Nueva estructura salarial 2015 no es más que un blanqueamiento

La promesa hecha por el Gobierno de que en el Presupuesto General de la Nación 2015 el gasto en salarios se reduciría y se crearía un verdadero cambio dentro del funcionariado público ha caído en eso: promesas.

La nueva estructura salarial que pretende implementarse no es una modificación propiamente dicha, sino un blanqueamiento del pago de sueldos en la Administración Pública.

Según un prestigioso economista consultado por el diario 5días, el problema no es la nueva matriz en sí, sino las expectativas que fueron creadas en base a las declaraciones de los altos directivos, una burbuja que justifica plenamente la desilusión ciudadana.

“El problema del Gobierno es comunicacional, no hay alguien que salga a hablar claramente de esto porque se dijo mucho al inicio, afirmando que se iba a modificar todo el esquema de corrupción y eso no pasó”, señaló el profesional.

Además afirmó que es evidente que Hacienda tiene la buena intención de arreglar la enmarañada estructura salarial, pero falló al crear expectativas de grandes cambios.
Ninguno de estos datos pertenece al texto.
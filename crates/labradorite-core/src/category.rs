// ── Lookup categories ──
//
// The three independent identifier namespaces. Each one owns a mapping
// file, a cache partition, and a URL anchor segment.

use serde::{Deserialize, Serialize};
use strum::{AsRefStr, Display, EnumIter, EnumString, IntoEnumIterator};

/// Identifier namespace a lookup is performed in.
///
/// The same identifier string may exist in several categories and refer to
/// different devices; namespaces never share entries.
#[derive(
    Debug,
    Clone,
    Copy,
    PartialEq,
    Eq,
    PartialOrd,
    Ord,
    Hash,
    Serialize,
    Deserialize,
    Display,
    EnumString,
    EnumIter,
    AsRefStr,
)]
#[serde(rename_all = "lowercase")]
#[strum(serialize_all = "lowercase")]
pub enum Category {
    /// Board configuration code, e.g. `D94AP`.
    Boardconfig,
    /// Model number, e.g. `A3084`.
    Model,
    /// Marketing identifier, e.g. `iPhone17,2`.
    Identifier,
}

impl Category {
    /// All categories in load order.
    pub fn all() -> impl Iterator<Item = Self> {
        Self::iter()
    }

    /// Segment that anchors this category in a request path.
    pub fn anchor(self) -> &'static str {
        match self {
            Self::Boardconfig => "boardconfig",
            Self::Model => "model",
            Self::Identifier => "identifier",
        }
    }

    /// File name of this category's mapping table inside the mappings directory.
    pub fn mapping_file_name(self) -> String {
        format!("{}s.json", self.anchor())
    }

    /// Document member the mapping generator reads identifiers from.
    pub fn source_field(self) -> &'static str {
        match self {
            Self::Boardconfig => "boardconfig",
            Self::Model => "models",
            Self::Identifier => "identifiers",
        }
    }
}
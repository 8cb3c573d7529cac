use labradorite_core::{Lookup, TraversalMode};

use crate::cli::{GlobalOpts, LookupArgs};
use crate::config;
use crate::error::CliError;
use crate::output;

pub fn handle(args: LookupArgs, global: &GlobalOpts) -> Result<(), CliError> {
    let cfg = config::resolve(global)?;
    let mode = if args.strict {
        TraversalMode::Strict
    } else {
        cfg.default_mode()
    };

    let catalog = super::load_catalog(&cfg)?;
    let lookup = Lookup::new(args.category.into(), &args.identifier, args.subkeys).with_mode(mode);
    let resolution = catalog.resolve(&lookup)?;

    tracing::debug!(source = resolution.source.as_str(), "lookup complete");

    let rendered = output::render(args.output, &resolution.value)?;
    output::print_output(&rendered, global.quiet);
    Ok(())
}
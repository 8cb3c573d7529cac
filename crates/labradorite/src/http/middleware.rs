//! Per-request access logging.
//!
//! Emits one `info` event per request once the response is known: method,
//! path, status, latency and the client address.

use std::future::{Ready, ready};
use std::net::SocketAddr;
use std::time::Instant;

use actix_web::Error;
use actix_web::dev::{Service, ServiceRequest, ServiceResponse, Transform, forward_ready};
use actix_web::http::header::HeaderMap;
use futures_util::future::LocalBoxFuture;

/// Middleware factory; wrap the `App` with it.
#[derive(Debug, Clone, Copy, Default)]
pub struct RequestLogging;

impl<S, B> Transform<S, ServiceRequest> for RequestLogging
where
    S: Service<ServiceRequest, Response = ServiceResponse<B>, Error = Error> + 'static,
    S::Future: 'static,
    B: 'static,
{
    type Response = ServiceResponse<B>;
    type Error = Error;
    type InitError = ();
    type Transform = RequestLoggingMiddleware<S>;
    type Future = Ready<Result<Self::Transform, Self::InitError>>;

    fn new_transform(&self, service: S) -> Self::Future {
        ready(Ok(RequestLoggingMiddleware { service }))
    }
}

pub struct RequestLoggingMiddleware<S> {
    service: S,
}

impl<S, B> Service<ServiceRequest> for RequestLoggingMiddleware<S>
where
    S: Service<ServiceRequest, Response = ServiceResponse<B>, Error = Error> + 'static,
    S::Future: 'static,
    B: 'static,
{
    type Response = ServiceResponse<B>;
    type Error = Error;
    type Future = LocalBoxFuture<'static, Result<Self::Response, Self::Error>>;

    forward_ready!(service);

    fn call(&self, req: ServiceRequest) -> Self::Future {
        let started = Instant::now();
        let method = req.method().to_string();
        let path = req.path().to_owned();
        let client = client_ip(req.headers(), req.peer_addr());

        let fut = self.service.call(req);
        Box::pin(async move {
            let result = fut.await;
            let latency = started.elapsed();
            match &result {
                Ok(res) => tracing::info!(
                    %method,
                    %path,
                    status = res.status().as_u16(),
                    ?latency,
                    %client,
                    "request"
                ),
                Err(err) => tracing::warn!(
                    %method,
                    %path,
                    error = %err,
                    ?latency,
                    %client,
                    "request failed"
                ),
            }
            result
        })
    }
}

/// Client address for logging: the first `X-Forwarded-For` entry, then
/// `X-Real-IP`, then the socket peer.
pub fn client_ip(headers: &HeaderMap, peer: Option<SocketAddr>) -> String {
    let header = |name: &str| {
        headers
            .get(name)
            .and_then(|value| value.to_str().ok())
            .filter(|value| !value.is_empty())
    };

    if let Some(first) = header("X-Forwarded-For")
        .and_then(|forwarded| forwarded.split(',').next())
        .map(str::trim)
        .filter(|first| !first.is_empty())
    {
        return first.to_owned();
    }
    if let Some(real_ip) = header("X-Real-IP") {
        return real_ip.to_owned();
    }
    peer.map_or_else(|| "unknown".to_owned(), |addr| addr.ip().to_string())
}
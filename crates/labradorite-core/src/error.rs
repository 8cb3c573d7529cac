// ── Core error types ──
//
// Every failure the resolution engine, the startup loader, and the mapping
// generator can produce. Front ends translate these into their own
// surfaces (HTTP status codes, CLI exit codes); consumers never see raw
// `std::io::Error` or `serde_json::Error` values here.

use std::path::PathBuf;

use thiserror::Error;

use crate::category::Category;

/// Unified error type for the core crate.
#[derive(Debug, Error)]
pub enum CoreError {
    // ── Request errors ───────────────────────────────────────────────
    #[error("Malformed lookup request: {reason}")]
    BadRequest { reason: String },

    #[error("Device not found: {category}/{identifier}")]
    DeviceNotFound {
        category: Category,
        identifier: String,
    },

    #[error("Key not found: {key}")]
    KeyNotFound { key: String },

    #[error("Cannot descend into '{key}': parent value is not an object")]
    NestedParsingFailed { key: String },

    // ── Data errors ──────────────────────────────────────────────────
    #[error("Document file missing: {}", path.display())]
    PathMissing { path: PathBuf },

    #[error("Document file unreadable: {}: {reason}", path.display())]
    DataUnreadable { path: PathBuf, reason: String },

    #[error("Failed to serialize resolved value: {reason}")]
    SerializationFailed { reason: String },

    // ── Startup errors ───────────────────────────────────────────────
    #[error("Mapping file for {category} missing: {}", path.display())]
    MappingMissing { category: Category, path: PathBuf },

    #[error("Mapping file for {category} unreadable: {}: {reason}", path.display())]
    MappingUnreadable {
        category: Category,
        path: PathBuf,
        reason: String,
    },

    #[error("Mapping file for {category} is invalid: {reason}")]
    MappingInvalid { category: Category, reason: String },

    #[error("Failed to load {category} document for '{identifier}': {source}")]
    DocumentLoad {
        category: Category,
        identifier: String,
        #[source]
        source: Box<CoreError>,
    },

    // ── Filesystem errors (generator output) ─────────────────────────
    #[error("I/O error at {}: {source}", path.display())]
    Io {
        path: PathBuf,
        #[source]
        source: std::io::Error,
    },
}

impl CoreError {
    /// Whether the caller, not the data set, is at fault.
    pub fn is_request_error(&self) -> bool {
        matches!(
            self,
            Self::BadRequest { .. }
                | Self::DeviceNotFound { .. }
                | Self::KeyNotFound { .. }
                | Self::NestedParsingFailed { .. }
        )
    }
}

#[cfg(test)]
mod tests {
    use super::*;

    #[test]
    fn request_errors_are_classified() {
        assert!(CoreError::KeyNotFound { key: "gpu".into() }.is_request_error());
        assert!(
            CoreError::DeviceNotFound {
                category: Category::Model,
                identifier: "zzzz".into(),
            }
            .is_request_error()
        );
        assert!(
            !CoreError::PathMissing {
                path: PathBuf::from("devices/d94ap.json"),
            }
            .is_request_error()
        );
    }

    #[test]
    fn document_load_wraps_source() {
        let err = CoreError::DocumentLoad {
            category: Category::Boardconfig,
            identifier: "d94ap".into(),
            source: Box::new(CoreError::PathMissing {
                path: PathBuf::from("devices/d94ap.json"),
            }),
        };
        let msg = err.to_string();
        assert!(msg.contains("boardconfig"), "{msg}");
        assert!(msg.contains("d94ap"), "{msg}");
        assert!(msg.contains("devices/d94ap.json"), "{msg}");
    }
}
Lo que se hizo fue sentar la línea base para comenzar a construir una estructura para lo que sería una burocracia razonable, pero nada garantiza que  vaya a ser así ya que debe mantenerse la voluntad política.

Actualmente el 60% de lo que ya se cobraba en materia salarial junto con todas las bonificaciones pasa a ser salario fijo, mientras que el remanente queda como bonificaciones.

Si uno mira el paquete total 2015, la variación es nula. Se va a pagar exactamente lo que se paga en el 2014 y lo único que cambia son las nuevas incorporaciones de docentes, policías y demás profesionales, en otras palabras, lo que corresponde al crecimiento vegetativo.

 

INICIOS

Para entender por qué se llegó a esto, es necesario remontarse al origen del problema.Cuando se hicieron ciertas reformas en el 2003 algunas instituciones se comenzaron a profesionalizar, lo cual requería también una estructura salarial acorde a ese proceso.

Sin embargo, la estructura salarial tiene el problema de afectar a todos los funcionarios, es decir, cuando se define una categoría, ésta abarca a todos sin tener en cuenta sus competencias. “En algunos ministerios, especialmente Hacienda, se tenía a gente muy bien preparada que ganaban poco y gente sin ninguna preparación en otros ministerios ganando lo mismo que estas personas; es ahí en donde Hacienda comienza a pagar bonificaciones por resultados y capacidades.

El problema surgió cuando los funcionarios de otros ministerios exigieron los mismos niveles salariales aún sin tener competencias, y ante la negativa de Hacienda recurrieron a los legisladores que por decisiones meramente políticas, crearon nuevos bonos y surgieron las gratificaciones por almuerzo y hasta por presentismo”, señaló el experto.

Todo esto propició la problemática actual, en donde se verifica una total desorganización en cuanto a competencias, salarios y estructura.

 

SOLUCIONES

Arreglar todo esto requiere de tres aspectos fundamentales: Se debe tener en cuenta la competencia (atado al perfil profesional que se necesita), los salarios –que deben estar según la competencia que tenga el funcionario- y en tercer lugar se debe poder crear una carrera administrativa, en la cual exista igualdad de oportunidades para ascender o presentarse a algún concurso por vacancia.

La única forma en la que se llega a una reforma real es persiguiendo esos tres objetivos, haciendo un pacto político y social; ya que actualmente lo único que se hizo fue establecer una línea base sobre la que se pretende trabajar en el 2015.